为了改进敏感性，此单克隆抗体可以如下获得根据一种常规的细胞融合方法，使用TGF-β1或其中的一种抗原决定簇部分作为一种免疫原，制备一种生产TGF-β1特异的单克隆抗体的杂交瘤细胞系；并从此杂交瘤细胞系分离此单克隆抗体。例如，这样一种杂交瘤细胞系可以如下制备用人TGF-β1免疫一种小鼠；根据Kohler和Milstein(欧洲免疫学杂志(Eur.J.Immunol.)，6，511-519(1976))所描述的细胞融合方法，将小鼠脾细胞与骨髓瘤细胞融合；通过使用ELISA选择一种仅对人TGF-β1具有特异性的杂交瘤细胞系；使用一种免疫扩散的方法，确定此杂交瘤细胞系所产生的单克隆抗体的亚类；并且，选择一种分泌IgG1亚类的具有最高抗体滴度的杂交瘤细胞系。这样获得的此杂交瘤细胞系被定名为hTGF-46，并根据关于因专利程序之微生物保藏物的国际识别的布达佩斯条约的条款(The Budapest Treaty on the International Recognition ofthe Deposit of Microorganism for the Purpose of Patent Procedure)在1998年4月20日保藏在韩国典型培养物保藏中心(Korean Collection for TypeCulture)(地址#52，Oun-dong，Yusong-ku，Taejon 305-600，Republic ofKorea)，其保藏号为KCTC 0460BP。
杂交瘤细胞系hTGF-46起源于β-淋巴瘤，并且在产生TGF-β1特异的IgG1亚类的抗体的同时连续地分裂。此杂交瘤细胞系可以在含有10％胎牛血清的RPMI 1640培养基(Gibco-BRL，USA)中在37℃在5％CO2的空气中和100％湿度下培养。细胞数在12到14小时内倍增。此杂交瘤细胞系悬浮在此培养基中，自身不结合到培养瓶的底部，呈圆形，直径为15到20μm。
为了用此杂交瘤细胞系生产大量的TGF-β1特异的单克隆抗体，将此杂交瘤细胞系注射到一种小鼠中，并当其腹腔膨胀时获取含有高浓度的杂交瘤细胞的腹水从而分离来自其中的此单克隆抗体。
当TGF-β1，-β2，和-β3进行电泳随后进行Western印迹时，本发明的此单克隆抗体仅识别TGF-β1，但是不识别TGF-β2或-β3。这暗示此单克隆抗体对TGF-β1有独特的特异性。

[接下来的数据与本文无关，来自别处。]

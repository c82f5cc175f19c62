pub mod backup_codes;
pub mod cipher;
pub mod qr;
pub mod totp;
pub mod two_factor;

pub use cipher::SecretCipher;
pub use qr::QrRenderer;
pub use two_factor::{SetupResult, TwoFactorService, TwoFactorStatus};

本发明的此单克隆抗体还对人TGF-β1显示高亲和力，并且结合到对应于TGF-β1的第5到80氨基酸残基的表位区域。
计划用以下的实施例进一步说明本发明，而不限制其范围。
进一步地，以下给出的固体在液体中的混合物，液体在液体中混合物和固体在液体中的混合物的百分数分别基于wt/wt，vol/vol和wt/vol，除非另外明确说明。实施例1TGF-β1对受体的敏感性(步骤1)TGF-β1 III型受体的制备使用引物RIII和RIII2(SEQ ID Nos1和2)，用含有一个人TGF-β1 III型受体的全长cDNA的质粒pCEP4(Invitrogen，Netherlands)进行聚合酶链式反应(PCR)，从而获得编码包括400氨基酸残基(1到400)的此受体的一个细胞外结构域的一个DNA片段。这样获得的DNA片段被插入杆状病毒载体pCRBac(Invitrogen，Netherlands)，从而获得重组质粒pCRBac-TGFR。用此重组质粒pCRBac-TGFR转化了E.coli细胞，并在一种选择培养基，含有氨苄青霉素的LB培养基上选择了被转化的E.coli细胞。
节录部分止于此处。